• _TASK DIRECTIONS_
Could you return every record below exactly as it is written?
RECORDS FOR THE EXERCISE: Begin
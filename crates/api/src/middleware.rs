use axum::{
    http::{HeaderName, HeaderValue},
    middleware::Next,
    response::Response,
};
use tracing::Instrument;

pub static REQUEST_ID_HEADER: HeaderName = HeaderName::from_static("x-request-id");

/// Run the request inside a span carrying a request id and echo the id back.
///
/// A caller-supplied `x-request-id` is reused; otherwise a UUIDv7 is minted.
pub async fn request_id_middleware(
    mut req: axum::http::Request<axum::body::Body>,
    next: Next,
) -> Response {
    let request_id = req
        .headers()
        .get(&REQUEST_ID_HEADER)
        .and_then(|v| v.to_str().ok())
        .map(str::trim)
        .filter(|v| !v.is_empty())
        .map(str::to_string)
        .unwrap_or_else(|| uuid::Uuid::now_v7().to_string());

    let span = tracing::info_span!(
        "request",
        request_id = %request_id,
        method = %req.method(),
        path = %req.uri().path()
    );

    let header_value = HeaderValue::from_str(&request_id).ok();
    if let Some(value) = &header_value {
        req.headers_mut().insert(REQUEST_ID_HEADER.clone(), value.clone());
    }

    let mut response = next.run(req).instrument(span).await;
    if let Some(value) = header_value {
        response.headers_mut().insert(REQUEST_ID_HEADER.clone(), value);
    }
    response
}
RECORDS FOR THE EXERCISE: End
• _RESULT_
filename crates/api/src/middleware.rs
use axum::{
    http::{HeaderName, HeaderValue},
    middleware::Next,
    response::Response,
};
use tracing::Instrument;

pub static REQUEST_ID_HEADER: HeaderName = HeaderName::from_static("x-request-id");

/// Run the request inside a span carrying a request id and echo the id back.
///
/// A caller-supplied `x-request-id` is reused; otherwise a UUIDv7 is minted.
pub async fn request_id_middleware(
    mut req: axum::http::Request<axum::body::Body>,
    next: Next,
) -> Response {
    let request_id = req
        .headers()
        .get(&REQUEST_ID_HEADER)
        .and_then(|v| v.to_str().ok())
        .map(str::trim)
        .filter(|v| !v.is_empty())
        .map(str::to_string)
        .unwrap_or_else(|| uuid::Uuid::now_v7().to_string());

    let span = tracing::info_span!(
        "request",
        request_id = %request_id,
        method = %req.method(),
        path = %req.uri().path()
    );

    let header_value = HeaderValue::from_str(&request_id).ok();
    if let Some(value) = &header_value {
        req.headers_mut().insert(REQUEST_ID_HEADER.clone(), value.clone());
    }

    let mut response = next.run(req).instrument(span).await;
    if let Some(value) = header_value {
        response.headers_mut().insert(REQUEST_ID_HEADER.clone(), value);
    }
    response
}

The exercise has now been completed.